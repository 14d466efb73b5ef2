// storefront/src/errors.rs

use actix_web::error::JsonPayloadError;
use actix_web::http::{header, StatusCode};
use actix_web::{HttpRequest, HttpResponse, ResponseError};
use hatua::FlowError;
use serde_json::json;
use thiserror::Error;

/// Which third-party service an `Upstream` error came from.
#[derive(Debug, Clone, Copy, PartialEq, Eq)]
pub enum Service {
  Mpesa,
  Telegram,
}

impl std::fmt::Display for Service {
  fn fmt(&self, f: &mut std::fmt::Formatter<'_>) -> std::fmt::Result {
    match self {
      Service::Mpesa => f.write_str("M-Pesa"),
      Service::Telegram => f.write_str("Telegram"),
    }
  }
}

#[derive(Debug, Error)]
pub enum AppError {
  #[error("Validation Error: {0}")]
  Validation(String),

  #[error("Authentication Failed: {0}")]
  Auth(String),

  #[error("Forbidden: {0}")]
  Forbidden(String),

  #[error("Resource Not Found: {0}")]
  NotFound(String),

  #[error("Conflict: {0}")]
  Conflict(String),

  #[error("Rate limited, retry after {retry_after}s")]
  RateLimited { retry_after: u64 },

  /// The provider answered but declined the request (non-zero response code).
  #[error("Payment rejected by provider: {0}")]
  PaymentRejected(String),

  /// Transport, auth or decoding failure talking to a provider.
  #[error("{service} upstream error: {detail}")]
  Upstream { service: Service, detail: String },

  #[error("Configuration Error: {0}")]
  Config(String),

  #[error("Database Error: {0}")]
  Sqlx(#[from] sqlx::Error),

  #[error("Flow Error: {source}")]
  Flow {
    #[from]
    source: FlowError,
  },

  #[error("Internal Server Error: {0}")]
  Internal(String),
}

impl AppError {
  pub fn upstream(service: Service, detail: impl std::fmt::Display) -> Self {
    AppError::Upstream {
      service,
      detail: detail.to_string(),
    }
  }

  /// Message shown to the caller. Internal details stay in the logs.
  fn public_message(&self) -> String {
    match self {
      AppError::Validation(m)
      | AppError::Auth(m)
      | AppError::Forbidden(m)
      | AppError::NotFound(m)
      | AppError::Conflict(m)
      | AppError::Config(m) => m.clone(),
      AppError::RateLimited { .. } => "Too many payment requests. Please try again later.".to_string(),
      AppError::PaymentRejected(_) => "Payment request failed. Please try again.".to_string(),
      AppError::Upstream {
        service: Service::Mpesa, ..
      } => "Payment service temporarily unavailable".to_string(),
      AppError::Upstream {
        service: Service::Telegram,
        ..
      } => "Messaging service temporarily unavailable".to_string(),
      AppError::Sqlx(_) => "Database operation failed".to_string(),
      AppError::Flow { .. } | AppError::Internal(_) => "An internal error occurred".to_string(),
    }
  }
}

impl ResponseError for AppError {
  fn status_code(&self) -> StatusCode {
    match self {
      AppError::Validation(_) | AppError::PaymentRejected(_) => StatusCode::BAD_REQUEST,
      AppError::Auth(_) => StatusCode::UNAUTHORIZED,
      AppError::Forbidden(_) => StatusCode::FORBIDDEN,
      AppError::NotFound(_) => StatusCode::NOT_FOUND,
      AppError::Conflict(_) => StatusCode::CONFLICT,
      AppError::RateLimited { .. } => StatusCode::TOO_MANY_REQUESTS,
      AppError::Upstream { .. }
      | AppError::Config(_)
      | AppError::Sqlx(_)
      | AppError::Flow { .. }
      | AppError::Internal(_) => StatusCode::INTERNAL_SERVER_ERROR,
    }
  }

  fn error_response(&self) -> HttpResponse {
    let status = self.status_code();
    if status.is_server_error() {
      tracing::error!(application_error = %self, "Responding with error");
    } else {
      tracing::warn!(application_error = %self, "Responding with error");
    }

    let mut builder = HttpResponse::build(status);
    match self {
      AppError::RateLimited { retry_after } => builder
        .insert_header((header::RETRY_AFTER, retry_after.to_string()))
        .json(json!({
          "success": false,
          "error": self.public_message(),
          "retryAfter": retry_after,
        })),
      _ => builder.json(json!({"success": false, "error": self.public_message()})),
    }
  }
}

pub type Result<T, E = AppError> = std::result::Result<T, E>;

/// Installed as the `JsonConfig` error handler so body decoding failures use
/// the same `{success, error}` envelope as every other error.
pub fn json_error_handler(err: JsonPayloadError, req: &HttpRequest) -> actix_web::Error {
  tracing::warn!(path = %req.path(), error = %err, "Request body rejected.");
  let message = match &err {
    JsonPayloadError::ContentType => "Content-Type must be application/json",
    JsonPayloadError::Overflow { .. } | JsonPayloadError::OverflowKnownLength { .. } => "Request body too large",
    _ => "Invalid request body",
  };
  AppError::Validation(message.to_string()).into()
}
// storefront/src/rate_limit.rs

//! Fixed-window request limits for STK pushes: one window per phone number
//! plus one shared window. Counters live in this process only; a restart or a
//! second instance starts from zero.

use crate::config::RateLimitConfig;
use parking_lot::Mutex;
use std::collections::HashMap;
use std::time::{Duration, Instant};

/// Entries untouched for this many windows are dropped by `sweep`.
const STALE_WINDOWS: u32 = 5;
pub const SWEEP_INTERVAL: Duration = Duration::from_secs(5 * 60);

#[derive(Debug, Clone, Copy, PartialEq, Eq)]
pub enum Decision {
  Allowed,
  /// Seconds until the blocking window resets, at least 1.
  Limited { retry_after: u64 },
}

#[derive(Debug, Clone, Copy)]
struct Window {
  started: Instant,
  count: u32,
}

impl Window {
  fn fresh(now: Instant) -> Self {
    Self { started: now, count: 0 }
  }

  fn expired(&self, now: Instant, length: Duration) -> bool {
    now.saturating_duration_since(self.started) > length
  }

  fn retry_after(&self, now: Instant, length: Duration) -> u64 {
    let remaining = length.saturating_sub(now.saturating_duration_since(self.started));
    let secs = remaining.as_secs() + u64::from(remaining.subsec_nanos() > 0);
    secs.max(1)
  }
}

struct Windows {
  global: Window,
  per_phone: HashMap<String, Window>,
}

pub struct RateLimiter {
  config: RateLimitConfig,
  windows: Mutex<Windows>,
}

impl RateLimiter {
  pub fn new(config: RateLimitConfig) -> Self {
    Self {
      config,
      windows: Mutex::new(Windows {
        global: Window::fresh(Instant::now()),
        per_phone: HashMap::new(),
      }),
    }
  }

  pub fn check(&self, phone: &str) -> Decision {
    self.check_at(phone, Instant::now())
  }

  /// Counts one request for `phone` at `now`. The global window is checked
  /// first; a limited request does not use up quota in either window.
  pub fn check_at(&self, phone: &str, now: Instant) -> Decision {
    let window = self.config.window;
    let mut guard = self.windows.lock();
    let windows = &mut *guard;

    if windows.global.expired(now, window) {
      windows.global = Window::fresh(now);
    }
    if windows.global.count >= self.config.global {
      return Decision::Limited {
        retry_after: windows.global.retry_after(now, window),
      };
    }

    let entry = windows.per_phone.entry(phone.to_string()).or_insert_with(|| Window::fresh(now));
    if entry.expired(now, window) {
      *entry = Window::fresh(now);
    }
    if entry.count >= self.config.per_phone {
      return Decision::Limited {
        retry_after: entry.retry_after(now, window),
      };
    }

    entry.count += 1;
    windows.global.count += 1;
    Decision::Allowed
  }

  pub fn sweep(&self) -> usize {
    self.sweep_at(Instant::now())
  }

  /// Drops phone windows older than five window lengths; returns how many went.
  pub fn sweep_at(&self, now: Instant) -> usize {
    let stale_after = self.config.window * STALE_WINDOWS;
    let mut guard = self.windows.lock();
    let before = guard.per_phone.len();
    guard.per_phone.retain(|_, w| !w.expired(now, stale_after));
    before - guard.per_phone.len()
  }

  pub fn tracked_phones(&self) -> usize {
    self.windows.lock().per_phone.len()
  }
}
// core/src/control.rs

//! Signals returned by handlers and the outcome of a whole run.

/// Returned by every handler.
#[derive(Debug, Clone, Copy, PartialEq, Eq)]
pub enum Control {
  /// Keep going: remaining handlers of this step, then the next step.
  Next,
  /// End the run now. Nothing after this handler executes.
  Halt,
}

/// How a run ended when no handler failed.
#[derive(Debug, Clone, Copy, PartialEq, Eq)]
pub enum Outcome {
  /// Every step ran (or was skipped).
  Finished,
  /// A handler returned `Control::Halt`.
  Halted,
}

impl Outcome {
  pub fn is_finished(self) -> bool {
    matches!(self, Outcome::Finished)
  }
}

_____

## HOW TO COMPLETE THIS TASK
Repeat, character for character, the lines of the material above from the line with "decoding failures use" through the line with "pub const SWEEP_INTERVAL: Duration".

## ANSWER BOX
/// Installed as the `JsonConfig` error handler so body decoding failures use
/// the same `{success, error}` envelope as every other error.
pub fn json_error_handler(err: JsonPayloadError, req: &HttpRequest) -> actix_web::Error {
  tracing::warn!(path = %req.path(), error = %err, "Request body rejected.");
  let message = match &err {
    JsonPayloadError::ContentType => "Content-Type must be application/json",
    JsonPayloadError::Overflow { .. } | JsonPayloadError::OverflowKnownLength { .. } => "Request body too large",
    _ => "Invalid request body",
  };
  AppError::Validation(message.to_string()).into()
}
// storefront/src/rate_limit.rs

//! Fixed-window request limits for STK pushes: one window per phone number
//! plus one shared window. Counters live in this process only; a restart or a
//! second instance starts from zero.

use crate::config::RateLimitConfig;
use parking_lot::Mutex;
use std::collections::HashMap;
use std::time::{Duration, Instant};

/// Entries untouched for this many windows are dropped by `sweep`.
const STALE_WINDOWS: u32 = 5;
pub const SWEEP_INTERVAL: Duration = Duration::from_secs(5 * 60);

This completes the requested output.